Barack Huseyin Obama, 4 Kasım 2008 tarihinde, ABD’nin 44. Başkanı olarak göreve başlamıştır. Obama, seçim öncesinde ve göreve başladığı dönemde ‘değişim sloganıyla’ hareket etmiştir. Seçim kampanyası boyunca Obama, Bush döneminden farklı olarak daha ılımlı, barışçıl bir dış politika sergileyeceğini vurgulamıştır. Obama’nın başa geçmesi ABD’nde ‘siyah ırklı birinin’ başa geçmesi yönünden önem taşımaktadır.
Obama, daha seçim döneminde ABD’nin dış politikasının artık İran-Irak eksenli olmasından kurtarıcağını belirtmiş, ABD’nin savaş yanlısı imajınının değişeceğini söylemiştir. Obama’nın göreve başlayacağı zaman bazı önceliklerinden bahsedecek olursak:”[1]
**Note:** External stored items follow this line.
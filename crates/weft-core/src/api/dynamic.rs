//! Dynamic expansion.
//!
//! A running task may produce more work: a single task spec or a whole
//! workflow spec. That work is registered as a workflow of its own and a
//! proxy task calling it is grafted into the parent invocation:
//!
//! ```text
//! invocation:  parent ──(dynamic output)──> parent_child ──> <hash>
//! ```
//!
//! The proxy's `function_ref` is the bare workflow id; its status carries the
//! resolved `workflows://<hash>` reference.
//!
//! Generated workflows are content-addressed. Expanding the same spec twice,
//! or from two places at once, lands on one workflow id.

use std::sync::Arc;

use serde_json::Value;
use sha2::{Digest, Sha256};
use tracing::{debug, info, warn};

use super::{EventFactory, WorkflowApi};
use crate::config::EngineConfig;
use crate::domain::{
    EngineError, FnRef, ObjectMetadata, Task, TaskDependencyParameters, TaskSpec, TaskStatus,
    WorkflowSpec, WorkflowState,
};
use crate::ports::{InvocationClient, ValueCodec};
use crate::validate::{validate_task_spec, validate_workflow_spec};

/// SHA-256 of the canonical JSON encoding of `spec`, hex encoded.
pub fn content_id(spec: &WorkflowSpec) -> Result<String, serde_json::Error> {
    let bytes = serde_json::to_vec(spec)?;
    Ok(hex::encode(Sha256::digest(&bytes)))
}

pub struct DynamicApi {
    workflows: Arc<WorkflowApi>,
    invocations: Arc<dyn InvocationClient>,
    codec: Arc<dyn ValueCodec>,
    config: EngineConfig,
    events: EventFactory,
}

impl DynamicApi {
    pub fn new(
        workflows: Arc<WorkflowApi>,
        invocations: Arc<dyn InvocationClient>,
        codec: Arc<dyn ValueCodec>,
        config: EngineConfig,
    ) -> Self {
        Self {
            workflows,
            invocations,
            codec,
            config,
            events: EventFactory::default(),
        }
    }

    pub fn with_events(mut self, events: EventFactory) -> Self {
        self.events = events;
        self
    }

    /// Runs `task` as a one-task workflow and hooks it behind `parent_task_id`.
    ///
    /// Returns the proxy task added to the invocation.
    pub async fn add_dynamic_task(
        &self,
        invocation_id: &str,
        parent_task_id: &str,
        task: TaskSpec,
    ) -> Result<Task, EngineError> {
        let output = self.config.dynamic_output_task.clone();
        let spec = WorkflowSpec {
            api_version: Some(self.config.api_version.clone()),
            output_task: Some(output.clone()),
            dynamic: true,
            ..WorkflowSpec::default()
        }
        .with_task(output, task.clone());

        self.register(invocation_id, parent_task_id, spec, task).await
    }

    /// Runs `spec` as a nested workflow and hooks it behind `parent_task_id`.
    pub async fn add_dynamic_workflow(
        &self,
        invocation_id: &str,
        parent_task_id: &str,
        spec: WorkflowSpec,
    ) -> Result<Task, EngineError> {
        self.register(invocation_id, parent_task_id, spec, TaskSpec::default())
            .await
    }

    async fn register(
        &self,
        invocation_id: &str,
        parent_task_id: &str,
        mut spec: WorkflowSpec,
        stub: TaskSpec,
    ) -> Result<Task, EngineError> {
        if invocation_id.is_empty() {
            return Err(EngineError::MissingId("invocation id"));
        }
        if parent_task_id.is_empty() {
            return Err(EngineError::MissingId("parent task id"));
        }

        self.sanitize(&mut spec);
        let forced = match content_id(&spec) {
            Ok(id) => id,
            Err(err) => {
                let id = self.events.ids().generate_workflow_id().to_string();
                warn!(error = %err, fallback = %id, "failed to hash dynamic workflow, using random id");
                id
            }
        };
        spec.force_id = Some(forced);

        validate_workflow_spec(&spec)?;

        let workflow_id = match self.workflows.create(&spec).await {
            Ok(id) => id,
            Err(EngineError::AlreadyExists(id)) => {
                if self.workflows.get(&id).await?.state() == WorkflowState::Deleted {
                    return Err(EngineError::Deleted(id));
                }
                debug!(workflow = %id, "reusing registered dynamic workflow");
                id
            }
            Err(err) => return Err(err),
        };

        let proxy = self.proxy_task(invocation_id, parent_task_id, &workflow_id, stub)?;
        validate_task_spec(&proxy.spec)?;

        self.invocations.add_task(invocation_id, proxy.clone()).await?;

        info!(
            invocation = %invocation_id,
            parent = %parent_task_id,
            proxy = %proxy.id(),
            workflow = %workflow_id,
            "dynamic workflow attached"
        );
        Ok(proxy)
    }

    /// Dynamic workflows always carry an api version and never a caller id.
    fn sanitize(&self, spec: &mut WorkflowSpec) {
        if spec.api_version.as_deref().is_none_or(str::is_empty) {
            spec.api_version = Some(self.config.api_version.clone());
        }
        spec.dynamic = true;
        spec.force_id = None;
    }

    fn proxy_task(
        &self,
        invocation_id: &str,
        parent_task_id: &str,
        workflow_id: &str,
        stub: TaskSpec,
    ) -> Result<Task, EngineError> {
        let fn_ref = FnRef::workflow(workflow_id);
        let parent = self
            .codec
            .parse(&Value::String(invocation_id.to_string()))?;

        let mut spec = stub;
        spec.function_ref = workflow_id.to_string();
        spec.inputs.insert(self.config.parent_input.clone(), parent);
        // the parent is the only edge, whatever the stub carried
        spec.requires.clear();
        spec.requires.insert(
            parent_task_id.to_string(),
            TaskDependencyParameters::dynamic_output(),
        );

        let now = self.events.now();
        Ok(Task {
            metadata: ObjectMetadata::new(
                format!("{parent_task_id}{}", self.config.proxy_task_suffix),
                now,
            ),
            spec,
            status: TaskStatus::ready(fn_ref, now),
        })
    }
}
//! Engine configuration.
//!
//! Every field has a default, so an empty JSON object is a valid config.
//!
//! ```json
//! {
//!   "api_version": "v1",
//!   "proxy_task_suffix": "_child",
//!   "parent_input": "_parent",
//!   "dynamic_output_task": "main"
//! }
//! ```

use std::path::{Path, PathBuf};

use serde::{Deserialize, Serialize};
use thiserror::Error;

use crate::domain::WORKFLOW_API_VERSION;
use crate::validate::is_supported_api_version;

#[derive(Debug, Error)]
pub enum ConfigError {
    #[error("failed to read config {path}: {source}")]
    Io {
        path: PathBuf,
        #[source]
        source: std::io::Error,
    },

    #[error("failed to parse config: {0}")]
    Parse(#[from] serde_json::Error),

    #[error("invalid config: {0}")]
    Invalid(String),
}

#[derive(Debug, Clone, PartialEq, Eq, Serialize, Deserialize)]
#[serde(default, deny_unknown_fields)]
pub struct EngineConfig {
    /// API version given to dynamic workflows that do not set one.
    pub api_version: String,

    /// Appended to the parent task id to name its proxy task.
    pub proxy_task_suffix: String,

    /// Input of a proxy task that carries the parent invocation id.
    pub parent_input: String,

    /// Name of the single task of a workflow wrapping a dynamic task.
    pub dynamic_output_task: String,
}

impl Default for EngineConfig {
    fn default() -> Self {
        Self {
            api_version: WORKFLOW_API_VERSION.to_string(),
            proxy_task_suffix: "_child".to_string(),
            parent_input: "_parent".to_string(),
            dynamic_output_task: "main".to_string(),
        }
    }
}

impl EngineConfig {
    pub fn from_json_str(json: &str) -> Result<Self, ConfigError> {
        let config: Self = serde_json::from_str(json)?;
        config.validate()?;
        Ok(config)
    }

    pub fn load(path: impl AsRef<Path>) -> Result<Self, ConfigError> {
        let path = path.as_ref();
        let json = std::fs::read_to_string(path).map_err(|source| ConfigError::Io {
            path: path.to_path_buf(),
            source,
        })?;
        Self::from_json_str(&json)
    }

    pub fn validate(&self) -> Result<(), ConfigError> {
        if !is_supported_api_version(&self.api_version) {
            return Err(ConfigError::Invalid(format!(
                "unsupported api_version '{}'",
                self.api_version
            )));
        }
        for (field, value) in [
            ("proxy_task_suffix", &self.proxy_task_suffix),
            ("parent_input", &self.parent_input),
            ("dynamic_output_task", &self.dynamic_output_task),
        ] {
            if value.is_empty() {
                return Err(ConfigError::Invalid(format!("{field} must not be empty")));
            }
        }
        Ok(())
    }
}

#[cfg(test)]
mod tests {
    use super::*;

    #[test]
    fn empty_object_yields_defaults() {
        let config = EngineConfig::from_json_str("{}").unwrap();
        assert_eq!(config, EngineConfig::default());
        assert_eq!(config.proxy_task_suffix, "_child");
    }

    #[test]
    fn fields_can_be_overridden() {
        let config = EngineConfig::from_json_str(r#"{ "proxy_task_suffix": "_nested" }"#).unwrap();
        assert_eq!(config.proxy_task_suffix, "_nested");
        assert_eq!(config.parent_input, "_parent");
    }

    #[test]
    fn unknown_fields_and_bad_values_are_rejected() {
        assert!(matches!(
            EngineConfig::from_json_str(r#"{ "proxy_suffix": "x" }"#),
            Err(ConfigError::Parse(_))
        ));
        assert!(matches!(
            EngineConfig::from_json_str(r#"{ "api_version": "v9" }"#),
            Err(ConfigError::Invalid(_))
        ));
        assert!(matches!(
            EngineConfig::from_json_str(r#"{ "parent_input": "" }"#),
            Err(ConfigError::Invalid(_))
        ));
    }

    #[test]
    fn missing_file_is_an_io_error() {
        assert!(matches!(
            EngineConfig::load("/definitely/not/here.json"),
            Err(ConfigError::Io { .. })
        ));
    }
}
– 4 yıl içinde dünyadaki bütün nükleer silah üretimine yardımcı olan nükleer matertallerin güven altına alınması,
– İran konusunda doğrudan diplomasi kullanılması. Eğer, İran nükleer silahlardan ve terörizmi desteklemekten vazgeçerse ABD’nin, İran’ın Dünya Ticaret Örgütü’ne girmesine yardımcı olması (Rüşvet Diplomasisi Kuzey Kore’de uygulandı.)
– Yirmi birinci yüzyılın zorluklarını aşmak için Amerikan diplomasisinin yeniden canlandırılması.
“Obama’nın göreve başlamasıyla birlikte, ABD’nin Ortadoğu merkezli politikasının da Avrasya’ya kayacağı görülmüştür. Sekiz yıldır cumhuriyetçilerin sürdürdüğü Ortadoğu merkezli Avrasya açılımı Irak ve Afganistan konularında yaşananlar nedeniyle tam bir çöküş oldu. Obama’nın seçim kampanyasında ağırlıklı olarak Afganistan ve İran’a vurguda bulunması ve Irak’tan bir kısım askeri gücü Afganistan’a yönlendireceğini belirtmesi, Obama ve ekibinin yeni odak merkezi olarak Avrasya coğrafyasını seçtiğini gösteriyor. Bu hareketinin arkasında enerji merkezli yeni bir Avrasya açılımı olduğundan şüphe yoktur.”[2]
Obama’nın göreve başladıktan kısa bir süre sonra Türkiye’ye ziyareti, Türk kamuoyunda büyük bir yankı uyandırmıştır. Şunu biliyoruz ki Obama göreve başlar başlamaz Türkiye’ye bir çıkarı olmadan gelmez, belki de Türkiye’ye ziyareti Avrasya’ya açılımında bir ilk adım olarak görülebilir. Türkiye bugüne kadar ABD ile olan ilişkilerinde ilk defa bu kadar önemli hale gelmiştir. Geçmişte çoğu kez sadece ‘potansiyel gücü’ ile konuşulan Türkiye, şimdi potansiyelini gerçek hayata yansıtan bir ülke olarak ‘ortaklığı aranan bir ülke’ konumuna gelmiştir.[3]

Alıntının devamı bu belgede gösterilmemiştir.